TASK STATEMENT
Find the string "appendix" in the records and copy each line where it occurs.

====== RECORDS SHOWN ======

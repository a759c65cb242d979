//! # Unit Types
//!
//! Type-safe wrappers for electrical and installation units. These provide
//! compile-time safety against unit confusion while remaining lightweight
//! (just f64 wrappers).
//!
//! ## SI Units (Primary)
//!
//! NOM-001-SEDE tables are metric, so WireCalc works in SI throughout:
//! - Current: amperes (A)
//! - Potential: volts (V)
//! - Power: watts (W), kilowatts (kW)
//! - Length: meters (m) for runs, millimeters (mm) for diameters and widths
//! - Area: square millimeters (mm²)
//!
//! ## Example
//!
//! ```rust
//! use wirecalc_core::units::{Kilowatts, Watts, Volts};
//!
//! let p: Watts = Kilowatts(15.0).into();
//! assert_eq!(p.0, 15_000.0);
//!
//! assert!(Volts::standard(220.0).is_ok());
//! assert!(Volts::standard(221.0).is_err());
//! ```

use serde::{Deserialize, Serialize};
use std::ops::{Add, Div, Mul, Sub};

use crate::errors::{CalcError, CalcResult};

/// Standard system voltages accepted for a circuit (V)
pub const STANDARD_VOLTAGES: [f64; 11] = [
    120.0, 127.0, 208.0, 220.0, 240.0, 254.0, 277.0, 440.0, 460.0, 480.0, 600.0,
];

// ============================================================================
// Electrical Units
// ============================================================================

/// Current in amperes
#[derive(Debug, Clone, Copy, PartialEq, PartialOrd, Default, Serialize, Deserialize)]
#[serde(transparent)]
pub struct Amperes(pub f64);

impl Amperes {
    /// Validated current: must be finite and strictly positive
    pub fn positive(value: f64) -> CalcResult<Self> {
        if !value.is_finite() || value <= 0.0 {
            return Err(CalcError::InvalidCurrent { amperes: value });
        }
        Ok(Amperes(value))
    }
}

/// Potential in volts
#[derive(Debug, Clone, Copy, PartialEq, PartialOrd, Default, Serialize, Deserialize)]
#[serde(transparent)]
pub struct Volts(pub f64);

impl Volts {
    /// Validated system voltage: must be one of [`STANDARD_VOLTAGES`]
    pub fn standard(value: f64) -> CalcResult<Self> {
        if value <= 0.0 {
            return Err(CalcError::InvalidVoltage {
                volts: value,
                reason: "voltage must be positive".to_string(),
            });
        }
        if !STANDARD_VOLTAGES.iter().any(|v| (v - value).abs() < 1e-9) {
            return Err(CalcError::InvalidVoltage {
                volts: value,
                reason: "not a standard system voltage".to_string(),
            });
        }
        Ok(Volts(value))
    }
}

/// Power in watts
#[derive(Debug, Clone, Copy, PartialEq, PartialOrd, Default, Serialize, Deserialize)]
#[serde(transparent)]
pub struct Watts(pub f64);

/// Power in kilowatts
#[derive(Debug, Clone, Copy, PartialEq, PartialOrd, Default, Serialize, Deserialize)]
#[serde(transparent)]
pub struct Kilowatts(pub f64);

impl From<Kilowatts> for Watts {
    fn from(kw: Kilowatts) -> Self {
        Watts(kw.0 * 1000.0)
    }
}

impl From<Watts> for Kilowatts {
    fn from(w: Watts) -> Self {
        Kilowatts(w.0 / 1000.0)
    }
}

/// Resistance or reactance per kilometer of conductor
#[derive(Debug, Clone, Copy, PartialEq, PartialOrd, Default, Serialize, Deserialize)]
#[serde(transparent)]
pub struct OhmsPerKm(pub f64);

// ============================================================================
// Length and Area Units
// ============================================================================

/// Length in meters
#[derive(Debug, Clone, Copy, PartialEq, PartialOrd, Default, Serialize, Deserialize)]
#[serde(transparent)]
pub struct Meters(pub f64);

/// Length in millimeters
#[derive(Debug, Clone, Copy, PartialEq, PartialOrd, Default, Serialize, Deserialize)]
#[serde(transparent)]
pub struct Millimeters(pub f64);

impl From<Meters> for Millimeters {
    fn from(m: Meters) -> Self {
        Millimeters(m.0 * 1000.0)
    }
}

impl From<Millimeters> for Meters {
    fn from(mm: Millimeters) -> Self {
        Meters(mm.0 / 1000.0)
    }
}

impl Meters {
    /// Length in kilometers, the unit impedance tables are expressed in
    pub fn km(self) -> f64 {
        self.0 / 1000.0
    }
}

/// Area in square millimeters
#[derive(Debug, Clone, Copy, PartialEq, PartialOrd, Default, Serialize, Deserialize)]
#[serde(transparent)]
pub struct SqMm(pub f64);

// ============================================================================
// Arithmetic Implementations (macro to reduce boilerplate)
// ============================================================================

macro_rules! impl_arithmetic {
    ($type:ty) => {
        impl Add for $type {
            type Output = Self;
            fn add(self, rhs: Self) -> Self::Output {
                Self(self.0 + rhs.0)
            }
        }

        impl Sub for $type {
            type Output = Self;
            fn sub(self, rhs: Self) -> Self::Output {
                Self(self.0 - rhs.0)
            }
        }

        impl Mul<f64> for $type {
            type Output = Self;
            fn mul(self, rhs: f64) -> Self::Output {
                Self(self.0 * rhs)
            }
        }

        impl Div<f64> for $type {
            type Output = Self;
            fn div(self, rhs: f64) -> Self::Output {
                Self(self.0 / rhs)
            }
        }

        impl $type {
            /// Get the raw f64 value
            pub fn value(self) -> f64 {
                self.0
            }

            /// Create from raw f64 value
            pub fn new(value: f64) -> Self {
                Self(value)
            }
        }
    };
}

impl_arithmetic!(Amperes);
impl_arithmetic!(Volts);
impl_arithmetic!(Watts);
impl_arithmetic!(Kilowatts);
impl_arithmetic!(OhmsPerKm);
impl_arithmetic!(Meters);
impl_arithmetic!(Millimeters);
impl_arithmetic!(SqMm);

#[cfg(test)]
mod tests {
    use super::*;

    #[test]
    fn test_kilowatts_to_watts() {
        let kw = Kilowatts(1.5);
        let w: Watts = kw.into();
        assert_eq!(w.0, 1500.0);
    }

    #[test]
    fn test_meters_to_km() {
        assert_eq!(Meters(30.0).km(), 0.03);
        let mm: Millimeters = Meters(0.3).into();
        assert!((mm.0 - 300.0).abs() < 1e-9);
    }

    #[test]
    fn test_arithmetic() {
        let a = Amperes(10.0);
        let b = Amperes(5.0);
        assert_eq!((a + b).0, 15.0);
        assert_eq!((a - b).0, 5.0);
        assert_eq!((a * 2.0).0, 20.0);
        assert_eq!((a / 2.0).0, 5.0);
    }

    #[test]
    fn test_standard_voltage() {
        assert!(Volts::standard(127.0).is_ok());
        assert!(Volts::standard(480.0).is_ok());
        assert!(matches!(Volts::standard(0.0), Err(CalcError::InvalidVoltage { .. })));
        assert!(matches!(Volts::standard(230.0), Err(CalcError::InvalidVoltage { .. })));
    }

    #[test]
    fn test_positive_current() {
        assert!(Amperes::positive(0.1).is_ok());
        assert!(matches!(Amperes::positive(0.0), Err(CalcError::InvalidCurrent { .. })));
        assert!(Amperes::positive(f64::NAN).is_err());
    }

    #[test]
    fn test_serialization() {
        let a = Amperes(12.5);
        let json = serde_json::to_string(&a).unwrap();
        assert_eq!(json, "12.5");
        let roundtrip: Amperes = serde_json::from_str(&json).unwrap();
        assert_eq!(a, roundtrip);
    }
}
// ============================================================================
// Equation Categories
// ============================================================================

/// Groups for the report appendix, in calculation order
#[derive(Debug, Clone, Copy, PartialEq, Eq, Hash, Serialize, Deserialize)]
pub enum EquationCategory {
    Current,
    AdjustmentFactors,
    ConductorSelection,
    RacewaySizing,
    VoltageDrop,
}

impl EquationCategory {
    /// Display name for the category
    pub fn display_name(&self) -> &'static str {
        match self {
            EquationCategory::Current => "Nominal Current",
            EquationCategory::AdjustmentFactors => "Adjustment Factors",
            EquationCategory::ConductorSelection => "Conductor Selection",
            EquationCategory::RacewaySizing => "Raceway Sizing",
            EquationCategory::VoltageDrop => "Voltage Drop",
        }
    }

    /// Sort order for the appendix (lower = earlier)
    pub fn sort_order(&self) -> u8 {
        match self {
            EquationCategory::Current => 1,
            EquationCategory::AdjustmentFactors => 2,
            EquationCategory::ConductorSelection => 3,
            EquationCategory::RacewaySizing => 4,
            EquationCategory::VoltageDrop => 5,
        }
    }
}

/// Definition of a variable used in an equation.
#[derive(Debug, Clone)]
pub struct Variable {
    pub symbol: &'static str,
    pub description: &'static str,
    pub units: &'static str,
}

impl Variable {
    pub const fn new(symbol: &'static str, description: &'static str, units: &'static str) -> Self {
        Self { symbol, description, units }
    }
}

/// Complete metadata for an equation.
#[derive(Debug, Clone)]
pub struct EquationMetadata {
    pub name: &'static str,
    pub description: &'static str,
    /// Typst math notation for the PDF memory
    pub formula_typst: &'static str,
    /// Plain text form for logs and summaries
    pub formula_plain: &'static str,
    pub reference: CodeReference,
    pub variables: Vec<Variable>,
    pub category: EquationCategory,
}
//! # Nominal Current
//!
//! Nominal current of a piece of equipment, either read directly from its
//! nameplate amperage or derived from its power rating:
//!
//! ```text
//! single / two-phase:   I = P / (V × pf)
//! delta / wye:          I = P / (V × √3 × pf)
//! ```
//!
//! ## Example
//!
//! ```rust
//! use wirecalc_core::calculations::current::{nominal_current, EquipmentRating};
//! use wirecalc_core::installation::Topology;
//! use wirecalc_core::units::{Volts, Watts};
//!
//! let rating = EquipmentRating::Power { power: Watts(45_000.0), power_factor: 1.0 };
//! let i = nominal_current(&rating, Topology::Wye, Volts(220.0)).unwrap();
//! assert!((i.0 - 118.09).abs() < 0.01);
//! ```

use serde::{Deserialize, Serialize};

use crate::errors::{CalcError, CalcResult};
use crate::installation::Topology;
use crate::nom_factors::EquipmentCategory;
use crate::tables::LookupTables;
use crate::units::{Amperes, Volts, Watts};

/// Electrical rating of a piece of equipment.
///
/// ## JSON Example
///
/// ```json
/// { "mode": "amperage", "amperes": 100.0 }
/// { "mode": "power", "power": 45000.0, "power_factor": 0.9 }
/// ```
#[derive(Debug, Clone, PartialEq, Serialize, Deserialize)]
#[serde(tag = "mode", rename_all = "kebab-case")]
pub enum EquipmentRating {
    /// Nameplate current
    Amperage { amperes: Amperes },
    /// Real power (W) and power factor
    Power { power: Watts, power_factor: f64 },
}

impl EquipmentRating {
    /// Power factor carried by the rating, if any
    pub fn power_factor(&self) -> Option<f64> {
        match self {
            EquipmentRating::Amperage { .. } => None,
            EquipmentRating::Power { power_factor, .. } => Some(*power_factor),
        }
    }
}

/// Where the equipment rating comes from.
///
/// ## JSON Example
///
/// ```json
/// { "source": "catalog", "key": "AHF-100" }
/// { "source": "manual", "mode": "amperage", "amperes": 50.0 }
/// ```
#[derive(Debug, Clone, PartialEq, Serialize, Deserialize)]
#[serde(tag = "source", rename_all = "kebab-case")]
pub enum EquipmentSource {
    /// Catalogued equipment, resolved through [`LookupTables::equipment`]
    Catalog { key: String },
    /// Rating entered by hand
    Manual(EquipmentRating),
}

/// Equipment rating resolved from its source
#[derive(Debug, Clone, PartialEq, Serialize, Deserialize)]
pub struct ResolvedEquipment {
    /// Catalog description, or "Manual entry"
    pub description: String,
    pub category: EquipmentCategory,
    pub rating: EquipmentRating,
}

impl EquipmentSource {
    /// Resolve the rating and category. Manual entries use `manual_category`.
    pub fn resolve(
        &self,
        tables: &dyn LookupTables,
        manual_category: EquipmentCategory,
    ) -> CalcResult<ResolvedEquipment> {
        match self {
            EquipmentSource::Catalog { key } => {
                let record = tables
                    .equipment(key)
                    .ok_or_else(|| CalcError::lookup_miss("equipment catalog", key.clone()))?;
                Ok(ResolvedEquipment {
                    description: record.description.clone(),
                    category: record.category,
                    rating: record.rating.clone(),
                })
            }
            EquipmentSource::Manual(rating) => Ok(ResolvedEquipment {
                description: "Manual entry".to_string(),
                category: manual_category,
                rating: rating.clone(),
            }),
        }
    }
}

/// Nominal current drawn by the equipment on the given system.
///
/// `voltage` must be given in the topology's
/// [`supply_reference`](Topology::supply_reference): phase-to-neutral for
/// single-phase, phase-to-phase otherwise. The formula is chosen by topology.
pub fn nominal_current(
    rating: &EquipmentRating,
    topology: Topology,
    voltage: Volts,
) -> CalcResult<Amperes> {
    match rating {
        EquipmentRating::Amperage { amperes } => Amperes::positive(amperes.0),
        EquipmentRating::Power { power, power_factor } => {
            if !power.0.is_finite() || power.0 <= 0.0 {
                return Err(CalcError::InvalidPower { watts: power.0 });
            }
            if !(*power_factor > 0.0 && *power_factor <= 1.0) {
                return Err(CalcError::InvalidPowerFactor {
                    power_factor: *power_factor,
                });
            }
            if voltage.0 <= 0.0 {
                return Err(CalcError::InvalidVoltage {
                    volts: voltage.0,
                    reason: "voltage must be positive".to_string(),
                });
            }

            let phase_multiplier = if topology.is_three_phase() { 3f64.sqrt() } else { 1.0 };
            Ok(Amperes(power.0 / (voltage.0 * phase_multiplier * power_factor)))
        }
    }
}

======

ANSWER
/// Groups for the report appendix, in calculation order
    /// Sort order for the appendix (lower = earlier)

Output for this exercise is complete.